Prior authorization requests must include a completed SMPA request form and all of the following documentation:
The statement of medical necessity from the ordering physician, which must support the need for MEG with identified medical conditions as applicable, including:
Types of previous diagnostic testing used or considered and documentation that indicates how these tests have failed to provide the necessary information to address the client’s medical needs or when one or more conventional measures of localizing the seizure focus have failed to provide sufficient information
Documentation from the ordering physician outlining how the MEG test will assist in identifying the area to be resected in instances when an MEG test is needed due to a tumor and surgery is the first option.
Documentation that includes the name and number of medications, tried and failed, to control the client’s seizure activity when the MEG request is related to intractable epilepsy.
The date of prior MEG, the results of the previous MEG tests, and supporting medical documentation outlining the medical reasons for the repeat MEG requested if the request is for a repeat MEG.
Providers may submit prior authorization requests electronically, through the provider website, fax, or by standard mail.
The provider may complete and submit the required prior authorization documentation through any approved electronic method. The provider must maintain a copy of the prior authorization request as well as all submitted documentation in the client’s medical record at the performing provider’s place of business, in order to complete the prior authorization process electronically.
The provider may complete and submit the required prior authorization documentation through fax or standard mail and must maintain a copy of the prior authorization request as well as all submitted documentation in the client’s medical record at the performing provider’s place of business, to complete the prior authorization process by paper.

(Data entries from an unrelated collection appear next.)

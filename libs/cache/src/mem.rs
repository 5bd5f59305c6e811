//! In-memory naming cache.

use std::{
    collections::HashMap,
    sync::{PoisonError, RwLock},
};

use arcstr::ArcStr;
use once_cell::sync::Lazy;
use serde::Serialize;

use crate::{error::Result, hash_key, hex_digest};

/// The most names the process-wide cache holds before it starts over.
pub const GLOBAL_CAPACITY: usize = 1 << 16;

static GLOBAL: Lazy<NameCache> = Lazy::new(|| NameCache::with_capacity_limit(GLOBAL_CAPACITY));

/// Maps serialized keys to stable, content-derived names.
///
/// Identical keys under the same prefix always receive the same name. Names
/// depend only on the key, so a bounded cache that drops its entries when full
/// still hands out the same name for a key it has forgotten.
#[derive(Debug, Default)]
pub struct NameCache {
    names: RwLock<HashMap<Vec<u8>, ArcStr>>,
    limit: Option<usize>,
}

impl NameCache {
    /// Creates an empty cache.
    pub fn new() -> Self {
        Self::default()
    }

    /// Creates an empty cache that holds at most `limit` names.
    ///
    /// Assigning a new name to a full cache first forgets every stored name.
    pub fn with_capacity_limit(limit: usize) -> Self {
        Self {
            names: RwLock::default(),
            limit: Some(limit.max(1)),
        }
    }

    /// The process-wide cache, bounded by [`GLOBAL_CAPACITY`] entries.
    ///
    /// Call [`NameCache::clear`] to release its memory sooner.
    pub fn global() -> &'static NameCache {
        &GLOBAL
    }

    fn digest<K: Serialize + ?Sized>(prefix: &str, key: &K) -> Result<Vec<u8>> {
        let mut digest = hash_key(key)?;
        digest.extend_from_slice(prefix.as_bytes());
        Ok(digest)
    }

    /// Returns the name for `key`, assigning `{prefix}_{digest}` on first use.
    pub fn get_or_assign<K: Serialize + ?Sized>(&self, prefix: &str, key: &K) -> Result<ArcStr> {
        let digest = Self::digest(prefix, key)?;
        if let Some(name) = self
            .names
            .read()
            .unwrap_or_else(PoisonError::into_inner)
            .get(&digest)
        {
            return Ok(name.clone());
        }

        let mut names = self.names.write().unwrap_or_else(PoisonError::into_inner);
        if let Some(limit) = self.limit {
            if names.len() >= limit && !names.contains_key(&digest) {
                tracing::debug!(limit, "name cache full, forgetting assigned names");
                names.clear();
            }
        }
        let name = names
            .entry(digest)
            .or_insert_with_key(|digest| {
                let name = arcstr::format!("{}_{}", prefix, hex_digest(digest));
                tracing::trace!(%name, "assigned name");
                name
            })
            .clone();
        Ok(name)
    }

    /// Returns the name previously assigned to `key`, if any.
    pub fn get<K: Serialize + ?Sized>(&self, prefix: &str, key: &K) -> Result<Option<ArcStr>> {
        let digest = Self::digest(prefix, key)?;
        Ok(self
            .names
            .read()
            .unwrap_or_else(PoisonError::into_inner)
            .get(&digest)
            .cloned())
    }

    /// The number of assigned names.
    pub fn len(&self) -> usize {
        self.names.read().unwrap_or_else(PoisonError::into_inner).len()
    }

    /// Returns `true` if no names have been assigned.
    pub fn is_empty(&self) -> bool {
        self.len() == 0
    }

    /// Forgets every assigned name and releases the memory they use.
    ///
    /// Keys assigned again afterwards receive the same names as before.
    pub fn clear(&self) {
        *self.names.write().unwrap_or_else(PoisonError::into_inner) = HashMap::new();
    }

    /// The most names this cache holds, if it is bounded.
    pub fn capacity_limit(&self) -> Option<usize> {
        self.limit
    }
}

Providers must include correct and complete information, such as documentation of medical necessity for the service(s) requested, in order to avoid unnecessary denials. Providers must maintain documentation of medical necessity in the client’s medical record. The requesting provider may be asked for additional information to clarify or complete a request.
Requests for prior authorization with documentation supporting the medical necessity for the number of studies requested must be received on, or before, the requested date(s) of service.